━━━━━ Provided information ━━━━━

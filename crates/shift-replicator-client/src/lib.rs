//! # Shift Replicator Client
//!
//! Transport and configuration layer for the shift replication engine.
//!
//! This crate owns everything that touches the outside world on behalf of
//! the core:
//! - [`HttpStaffingBackend`] implements the core's `StaffingBackend` trait
//!   over the staffing REST API, including the legacy wire field names
//! - [`ReplicatorConfig`] loads tuning from a TOML file with
//!   `SHIFT_REPLICATOR_*` environment overrides

pub mod config;
pub mod rest;

pub use config::{ApiConfig, ConfigError, LoggingConfig, RateLimitSettings, ReplicatorConfig};
pub use rest::{ClientError, HttpStaffingBackend};
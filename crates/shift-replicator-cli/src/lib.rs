//! # Shift Replicator CLI
//!
//! Command-line driver for the replication engine:
//! - `analyze` inspects the gap between two shifts (dry run, no writes)
//! - `replicate` executes the plan with live progress and Ctrl-C support
//! - `config` validates or prints the resolved configuration

use clap::{Parser, Subcommand};
use shift_replicator_client::{ConfigError, HttpStaffingBackend, ReplicatorConfig};
use shift_replicator_core::{
    analyze, format_duration, AnalysisError, ApiToken, BackendError, CancelHandle,
    ExecutorConfig, OperatorSession, ProgressObserver, ReplicationAnalysis, ReplicationExecutor,
    ReplicationPhase, ReplicationProgress, ReplicationRequest, ShiftKey, ValidationError,
};
use std::path::PathBuf;
use std::sync::Arc;
use tracing::{info, warn};

// ============================================================================
// CLI Structure
// ============================================================================

/// Shift Replicator - copy staffing records between event shifts
#[derive(Parser)]
#[command(name = "shift-replicator")]
#[command(version = env!("CARGO_PKG_VERSION"))]
#[command(about = "Replicates participants, companies and credentials between shifts")]
pub struct Cli {
    /// Configuration file path
    #[arg(short, long, env = "SHIFT_REPLICATOR_CONFIG")]
    pub config: Option<PathBuf>,

    /// Logging level override
    #[arg(short, long)]
    pub log_level: Option<String>,

    /// Enable JSON logging
    #[arg(long)]
    pub json_logs: bool,

    /// Subcommand to execute
    #[command(subcommand)]
    pub command: Commands,
}

/// Available CLI commands
#[derive(Subcommand)]
pub enum Commands {
    /// Diff two shifts and print the replication plan (no writes)
    Analyze {
        #[command(flatten)]
        run: RunArgs,
    },

    /// Execute the replication plan
    Replicate {
        #[command(flatten)]
        run: RunArgs,

        /// Execute without the plan-only preview
        #[arg(short, long)]
        yes: bool,
    },

    /// Validate or inspect configuration
    Config {
        #[command(subcommand)]
        action: ConfigAction,
    },
}

/// Arguments shared by analyze and replicate
#[derive(Debug, clap::Args)]
pub struct RunArgs {
    /// Event the shifts belong to
    #[arg(short, long)]
    pub event: String,

    /// Source shift key (YYYY-MM-DD-stage-period)
    #[arg(short, long)]
    pub source: String,

    /// Target shift key (YYYY-MM-DD-stage-period)
    #[arg(short, long)]
    pub target: String,

    /// Operator name for audit attribution
    #[arg(long, env = "SHIFT_REPLICATOR_OPERATOR")]
    pub operator: String,

    /// API token
    #[arg(long, env = "SHIFT_REPLICATOR_TOKEN", hide_env_values = true)]
    pub token: String,
}

/// Configuration subcommands
#[derive(Subcommand)]
pub enum ConfigAction {
    /// Check that the resolved configuration is usable
    Validate,

    /// Print the resolved configuration as TOML
    Show,
}

// ============================================================================
// Errors
// ============================================================================

/// CLI failures, mapped to exit codes in `main`
#[derive(Debug, thiserror::Error)]
pub enum CliError {
    #[error("configuration error: {0}")]
    Configuration(#[from] ConfigError),

    #[error("invalid argument: {0}")]
    InvalidArgument(#[from] ValidationError),

    #[error("client error: {0}")]
    Client(#[from] shift_replicator_client::ClientError),

    #[error("analysis rejected: {0}")]
    Analysis(#[from] AnalysisError),

    #[error("API call failed: {0}")]
    Backend(#[from] BackendError),

    #[error("replication failed: {summary}")]
    ReplicationFailed { summary: String },

    #[error("serialization error: {0}")]
    Serialization(String),
}

// ============================================================================
// Entry Point
// ============================================================================

/// Parse arguments and run the selected command.
pub async fn run_cli() -> Result<(), CliError> {
    let cli = Cli::parse();
    let config = ReplicatorConfig::load(cli.config.as_deref())?;

    let level = cli.log_level.as_deref().unwrap_or(&config.logging.level);
    init_logging(level, cli.json_logs || config.logging.json_format);

    match cli.command {
        Commands::Analyze { run } => {
            let (analysis, _) = load_and_analyze(&config, &run).await?;
            print_analysis(&analysis);
            Ok(())
        }
        Commands::Replicate { run, yes } => replicate(&config, &run, yes).await,
        Commands::Config { action } => match action {
            ConfigAction::Validate => {
                config.validate()?;
                println!("configuration ok");
                Ok(())
            }
            ConfigAction::Show => {
                let rendered = toml::to_string_pretty(&config)
                    .map_err(|e| CliError::Serialization(e.to_string()))?;
                println!("{rendered}");
                Ok(())
            }
        },
    }
}

/// Initialize the tracing subscriber.
fn init_logging(level: &str, json: bool) {
    let filter = tracing_subscriber::EnvFilter::try_from_default_env()
        .unwrap_or_else(|_| tracing_subscriber::EnvFilter::new(level));

    if json {
        tracing_subscriber::fmt()
            .with_env_filter(filter)
            .json()
            .init();
    } else {
        tracing_subscriber::fmt().with_env_filter(filter).init();
    }
}

// ============================================================================
// Commands
// ============================================================================

/// Fetch both shifts plus the event's entities and run the analyzer.
async fn load_and_analyze(
    config: &ReplicatorConfig,
    run: &RunArgs,
) -> Result<(ReplicationAnalysis, HttpStaffingBackend), CliError> {
    let session = OperatorSession::new(&run.operator, ApiToken::new(&run.token))?;
    let backend = HttpStaffingBackend::new(&config.api, session)?;

    let event_id = run.event.parse()?;
    let source = ShiftKey::parse(&run.source);
    let target = ShiftKey::parse(&run.target);

    info!(%source, %target, "loading shift data");
    let source_participants = backend
        .fetch_participants_by_shift(&event_id, &source)
        .await?;
    let target_participants = backend
        .fetch_participants_by_shift(&event_id, &target)
        .await?;
    let existing_companies = backend.fetch_companies(&event_id).await?;
    let existing_credentials = backend.fetch_credentials(&event_id).await?;

    let analysis = analyze(ReplicationRequest {
        source_shift_id: run.source.clone(),
        target_shift_id: run.target.clone(),
        source_participants,
        target_participants,
        existing_companies,
        existing_credentials,
    })?;

    Ok((analysis, backend))
}

/// Print the plan the executor would walk.
fn print_analysis(analysis: &ReplicationAnalysis) {
    println!(
        "source shift {} has {} participants, target {} has {}",
        analysis.source_shift.describe(),
        analysis.source_count,
        analysis.target_shift.describe(),
        analysis.target_count,
    );
    println!(
        "participants to replicate: {}",
        analysis.participants_to_replicate.len()
    );
    println!(
        "companies to create: {:?} (existing: {})",
        analysis.companies.to_create,
        analysis.companies.existing.len()
    );
    println!(
        "credentials to create: {:?} (existing: {})",
        analysis.credentials.to_create,
        analysis.credentials.existing.len()
    );
    println!(
        "total operations: {} (worst-case {})",
        analysis.total_operations(),
        format_duration(analysis.estimated_duration())
    );
}

/// Analyze and, when confirmed, execute.
async fn replicate(config: &ReplicatorConfig, run: &RunArgs, yes: bool) -> Result<(), CliError> {
    let (analysis, backend) = load_and_analyze(config, run).await?;
    print_analysis(&analysis);

    if analysis.is_empty() {
        println!("nothing to replicate");
        return Ok(());
    }

    if !yes {
        println!("dry run only; pass --yes to execute");
        return Ok(());
    }

    let session = OperatorSession::new(&run.operator, ApiToken::new(&run.token))?;
    let executor = ReplicationExecutor::with_config(
        Arc::new(backend),
        session,
        ExecutorConfig {
            batch_size: 10,
            rate_limiter: config.rate_limit.to_limiter_config(),
        },
    );

    let cancel = CancelHandle::new();
    let ctrl_c = cancel.clone();
    tokio::spawn(async move {
        if tokio::signal::ctrl_c().await.is_ok() {
            warn!("interrupt received, finishing current operation");
            ctrl_c.cancel();
        }
    });

    let report = executor.execute(analysis, &LogObserver, &cancel).await;

    println!("{}", report.summary);
    for failure in &report.failures {
        println!(
            "  failed [{}] {}: {}",
            failure.phase, failure.item, failure.error
        );
    }

    if report.success() || report.error_count == 0 {
        Ok(())
    } else {
        Err(CliError::ReplicationFailed {
            summary: report.summary,
        })
    }
}

// ============================================================================
// Progress Output
// ============================================================================

/// Observer that logs each step with phase, counters and ETA.
struct LogObserver;

impl ProgressObserver for LogObserver {
    fn on_progress(&self, progress: &ReplicationProgress, phase: ReplicationPhase) {
        let eta = progress
            .estimated_time_remaining
            .map(format_duration)
            .unwrap_or_else(|| "?".to_string());

        info!(
            phase = %phase,
            step = progress.current,
            total = progress.total,
            batch = progress.current_batch,
            batches = progress.total_batches,
            participant = progress.current_participant.as_deref().unwrap_or("-"),
            eta,
            "replicating"
        );
    }
}

#[cfg(test)]
#[path = "lib_tests.rs"]
mod tests;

━━━━━

Exercise directions: Copy each line above that contains the string "ReplicationRequest".

Answer box:
    ReplicationPhase, ReplicationProgress, ReplicationRequest, ShiftKey, ValidationError,
    let analysis = analyze(ReplicationRequest {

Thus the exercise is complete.